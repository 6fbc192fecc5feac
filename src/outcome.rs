use crate::command::Command;
use crate::rover::Position;
use serde::{Deserialize, Serialize};

/// The result of running one command.
///
/// Built once per [`execute`](crate::execute) call and handed back to the
/// caller; the engine keeps nothing.
#[derive(Clone, Debug, PartialEq, Eq, Serialize, Deserialize)]
pub struct Outcome {
    /// The command as requested.
    pub initial_command: Command,

    /// The longest prefix of `initial_command` that was carried out.
    pub executed_command: Command,

    /// Where the rover ended up. When stopped by an obstacle this is the last
    /// safe position, not the blocked cell.
    pub final_position: Position,

    /// `true` if a translation was refused because its destination is an
    /// obstacle.
    pub stopped_by_obstacle: bool,

    /// Every position reached, one entry per executed instruction.
    pub path: Vec<Position>,
}

impl Outcome {
    /// An outcome in which nothing has been executed yet.
    pub fn new(initial_command: Command, start: Position) -> Self {
        Self {
            initial_command,
            executed_command: Command::default(),
            final_position: start,
            stopped_by_obstacle: false,
            path: Vec::new(),
        }
    }

    /// Accepts `position` as the result of the next instruction.
    pub(crate) fn record_step(&mut self, position: Position) {
        self.final_position = position;
        self.path.push(position);
    }

    /// Closes the outcome, fixing the executed prefix to the steps recorded.
    pub(crate) fn finish(mut self, stopped_by_obstacle: bool) -> Self {
        self.stopped_by_obstacle = stopped_by_obstacle;
        self.executed_command = self.initial_command.truncate(self.path.len());
        self
    }

    /// Number of instructions carried out.
    pub fn steps(&self) -> usize {
        self.path.len()
    }

    pub fn completed(&self) -> bool {
        !self.stopped_by_obstacle
    }
}
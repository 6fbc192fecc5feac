//! Property-based tests for the rover model and the engine.
//!
//! Run with: cargo test --test properties

use lunar_rover::{Command, Direction, Obstacle, Point, Position, execute};
use proptest::prelude::*;
use std::collections::HashSet;

// =============================================================================
// Strategies
// =============================================================================

fn arb_point() -> impl Strategy<Value = Point> {
    (-50..50i32, -50..50i32).prop_map(|(x, y)| Point::new(x, y))
}

fn arb_direction() -> impl Strategy<Value = Direction> {
    prop::sample::select(Direction::ALL.to_vec())
}

fn arb_position() -> impl Strategy<Value = Position> {
    (arb_point(), arb_direction()).prop_map(|(point, direction)| Position::new(point, direction))
}

fn arb_command(symbols: &'static str) -> impl Strategy<Value = Command> {
    let symbols: Vec<char> = symbols.chars().collect();
    prop::collection::vec(prop::sample::select(symbols), 0..40)
        .prop_map(|chars| Command::from_string(&chars.into_iter().collect::<String>()).unwrap())
}

/// Obstacles near the origin, with the start cell removed.
fn arb_obstacles_around(start: Point) -> impl Strategy<Value = HashSet<Obstacle>> {
    prop::collection::hash_set(
        (-5..5i32, -5..5i32).prop_map(move |(dx, dy)| start + Point::new(dx, dy)),
        0..30,
    )
    .prop_map(move |mut set| {
        set.remove(&start);
        set
    })
}

fn arb_scenario(symbols: &'static str) -> impl Strategy<Value = (Command, Position, HashSet<Obstacle>)> {
    arb_position().prop_flat_map(move |start| {
        (arb_command(symbols), Just(start), arb_obstacles_around(start.point))
    })
}

// =============================================================================
// Position model
// =============================================================================

proptest! {
    #[test]
    fn proptest_four_turns_close(p in arb_position()) {
        let left = p.turn_left().turn_left().turn_left().turn_left();
        let right = p.turn_right().turn_right().turn_right().turn_right();
        prop_assert_eq!(left, p);
        prop_assert_eq!(right, p);
    }

    #[test]
    fn proptest_forward_then_backward_returns(p in arb_position()) {
        prop_assert_eq!(p.move_forward().move_backward(), p);
        prop_assert_eq!(p.move_backward().move_forward(), p);
    }

    #[test]
    fn proptest_left_undoes_right(p in arb_position()) {
        prop_assert_eq!(p.turn_right().turn_left(), p);
    }
}

// =============================================================================
// Engine
// =============================================================================

proptest! {
    #[test]
    fn proptest_executed_is_prefix_matching_path((command, start, obstacles) in arb_scenario("FBLR")) {
        let outcome = execute(&command, start, &obstacles).unwrap();

        prop_assert!(command.as_str().starts_with(outcome.executed_command.as_str()));
        prop_assert_eq!(outcome.executed_command.len(), outcome.steps());
        prop_assert_eq!(outcome.steps(), outcome.path.len());
        prop_assert_eq!(&outcome.initial_command, &command);
        prop_assert_eq!(outcome.completed(), !outcome.stopped_by_obstacle);
        if outcome.completed() {
            prop_assert_eq!(&outcome.executed_command, &command);
        }
        let last = outcome.path.last().copied().unwrap_or(start);
        prop_assert_eq!(outcome.final_position, last);
    }

    #[test]
    fn proptest_never_enters_an_obstacle((command, start, obstacles) in arb_scenario("FBLR")) {
        let outcome = execute(&command, start, &obstacles).unwrap();
        for position in &outcome.path {
            prop_assert!(!obstacles.contains(&position.point));
        }
    }

    #[test]
    fn proptest_turns_are_never_blocked((command, start, obstacles) in arb_scenario("LR")) {
        let outcome = execute(&command, start, &obstacles).unwrap();
        prop_assert!(!outcome.stopped_by_obstacle);
        prop_assert_eq!(&outcome.executed_command, &command);
        prop_assert_eq!(outcome.final_position.point, start.point);
    }

    #[test]
    fn proptest_empty_command_is_idempotent(start in arb_position()) {
        let obstacles = [start.point + Point::ONE, start.point - Point::X].into_iter().collect();
        let outcome = execute(&Command::default(), start, &obstacles).unwrap();
        prop_assert_eq!(outcome.final_position, start);
        prop_assert!(outcome.path.is_empty());
        prop_assert!(!outcome.stopped_by_obstacle);
    }

    #[test]
    fn proptest_landing_on_obstacle_always_fails((command, start, mut obstacles) in arb_scenario("FBLR")) {
        obstacles.insert(start.point);
        let err = execute(&command, start, &obstacles).unwrap_err();
        prop_assert_eq!(err.point, start.point);
    }
}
◆ ◆ ◆ ◆
▶ [REQUIREMENT]
Your task is to repeat every entry exactly.

▶ [SOLUTION TO THE PROBLEM]
repository 6fbc192fecc5feac
filename src/outcome.rs
use crate::command::Command;
use crate::rover::Position;
use serde::{Deserialize, Serialize};

/// The result of running one command.
///
/// Built once per [`execute`](crate::execute) call and handed back to the
/// caller; the engine keeps nothing.
#[derive(Clone, Debug, PartialEq, Eq, Serialize, Deserialize)]
pub struct Outcome {
    /// The command as requested.
    pub initial_command: Command,

    /// The longest prefix of `initial_command` that was carried out.
    pub executed_command: Command,

    /// Where the rover ended up. When stopped by an obstacle this is the last
    /// safe position, not the blocked cell.
    pub final_position: Position,

    /// `true` if a translation was refused because its destination is an
    /// obstacle.
    pub stopped_by_obstacle: bool,

    /// Every position reached, one entry per executed instruction.
    pub path: Vec<Position>,
}

impl Outcome {
    /// An outcome in which nothing has been executed yet.
    pub fn new(initial_command: Command, start: Position) -> Self {
        Self {
            initial_command,
            executed_command: Command::default(),
            final_position: start,
            stopped_by_obstacle: false,
            path: Vec::new(),
        }
    }

    /// Accepts `position` as the result of the next instruction.
    pub(crate) fn record_step(&mut self, position: Position) {
        self.final_position = position;
        self.path.push(position);
    }

    /// Closes the outcome, fixing the executed prefix to the steps recorded.
    pub(crate) fn finish(mut self, stopped_by_obstacle: bool) -> Self {
        self.stopped_by_obstacle = stopped_by_obstacle;
        self.executed_command = self.initial_command.truncate(self.path.len());
        self
    }

    /// Number of instructions carried out.
    pub fn steps(&self) -> usize {
        self.path.len()
    }

    pub fn completed(&self) -> bool {
        !self.stopped_by_obstacle
    }
}
repository 6fbc192fecc5feac
//! Property-based tests for the rover model and the engine.
//!
//! Run with: cargo test --test properties

use lunar_rover::{Command, Direction, Obstacle, Point, Position, execute};
use proptest::prelude::*;
use std::collections::HashSet;

// =============================================================================
// Strategies
// =============================================================================

fn arb_point() -> impl Strategy<Value = Point> {
    (-50..50i32, -50..50i32).prop_map(|(x, y)| Point::new(x, y))
}

fn arb_direction() -> impl Strategy<Value = Direction> {
    prop::sample::select(Direction::ALL.to_vec())
}

fn arb_position() -> impl Strategy<Value = Position> {
    (arb_point(), arb_direction()).prop_map(|(point, direction)| Position::new(point, direction))
}

fn arb_command(symbols: &'static str) -> impl Strategy<Value = Command> {
    let symbols: Vec<char> = symbols.chars().collect();
    prop::collection::vec(prop::sample::select(symbols), 0..40)
        .prop_map(|chars| Command::from_string(&chars.into_iter().collect::<String>()).unwrap())
}

/// Obstacles near the origin, with the start cell removed.
fn arb_obstacles_around(start: Point) -> impl Strategy<Value = HashSet<Obstacle>> {
    prop::collection::hash_set(
        (-5..5i32, -5..5i32).prop_map(move |(dx, dy)| start + Point::new(dx, dy)),
        0..30,
    )
    .prop_map(move |mut set| {
        set.remove(&start);
        set
    })
}

fn arb_scenario(symbols: &'static str) -> impl Strategy<Value = (Command, Position, HashSet<Obstacle>)> {
    arb_position().prop_flat_map(move |start| {
        (arb_command(symbols), Just(start), arb_obstacles_around(start.point))
    })
}

// =============================================================================
// Position model
// =============================================================================

proptest! {
    #[test]
    fn proptest_four_turns_close(p in arb_position()) {
        let left = p.turn_left().turn_left().turn_left().turn_left();
        let right = p.turn_right().turn_right().turn_right().turn_right();
        prop_assert_eq!(left, p);
        prop_assert_eq!(right, p);
    }

    #[test]
    fn proptest_forward_then_backward_returns(p in arb_position()) {
        prop_assert_eq!(p.move_forward().move_backward(), p);
        prop_assert_eq!(p.move_backward().move_forward(), p);
    }

    #[test]
    fn proptest_left_undoes_right(p in arb_position()) {
        prop_assert_eq!(p.turn_right().turn_left(), p);
    }
}

// =============================================================================
// Engine
// =============================================================================

proptest! {
    #[test]
    fn proptest_executed_is_prefix_matching_path((command, start, obstacles) in arb_scenario("FBLR")) {
        let outcome = execute(&command, start, &obstacles).unwrap();

        prop_assert!(command.as_str().starts_with(outcome.executed_command.as_str()));
        prop_assert_eq!(outcome.executed_command.len(), outcome.steps());
        prop_assert_eq!(outcome.steps(), outcome.path.len());
        prop_assert_eq!(&outcome.initial_command, &command);
        prop_assert_eq!(outcome.completed(), !outcome.stopped_by_obstacle);
        if outcome.completed() {
            prop_assert_eq!(&outcome.executed_command, &command);
        }
        let last = outcome.path.last().copied().unwrap_or(start);
        prop_assert_eq!(outcome.final_position, last);
    }

    #[test]
    fn proptest_never_enters_an_obstacle((command, start, obstacles) in arb_scenario("FBLR")) {
        let outcome = execute(&command, start, &obstacles).unwrap();
        for position in &outcome.path {
            prop_assert!(!obstacles.contains(&position.point));
        }
    }

    #[test]
    fn proptest_turns_are_never_blocked((command, start, obstacles) in arb_scenario("LR")) {
        let outcome = execute(&command, start, &obstacles).unwrap();
        prop_assert!(!outcome.stopped_by_obstacle);
        prop_assert_eq!(&outcome.executed_command, &command);
        prop_assert_eq!(outcome.final_position.point, start.point);
    }

    #[test]
    fn proptest_empty_command_is_idempotent(start in arb_position()) {
        let obstacles = [start.point + Point::ONE, start.point - Point::X].into_iter().collect();
        let outcome = execute(&Command::default(), start, &obstacles).unwrap();
        prop_assert_eq!(outcome.final_position, start);
        prop_assert!(outcome.path.is_empty());
        prop_assert!(!outcome.stopped_by_obstacle);
    }

    #[test]
    fn proptest_landing_on_obstacle_always_fails((command, start, mut obstacles) in arb_scenario("FBLR")) {
        obstacles.insert(start.point);
        let err = execute(&command, start, &obstacles).unwrap_err();
        prop_assert_eq!(err.point, start.point);
    }
}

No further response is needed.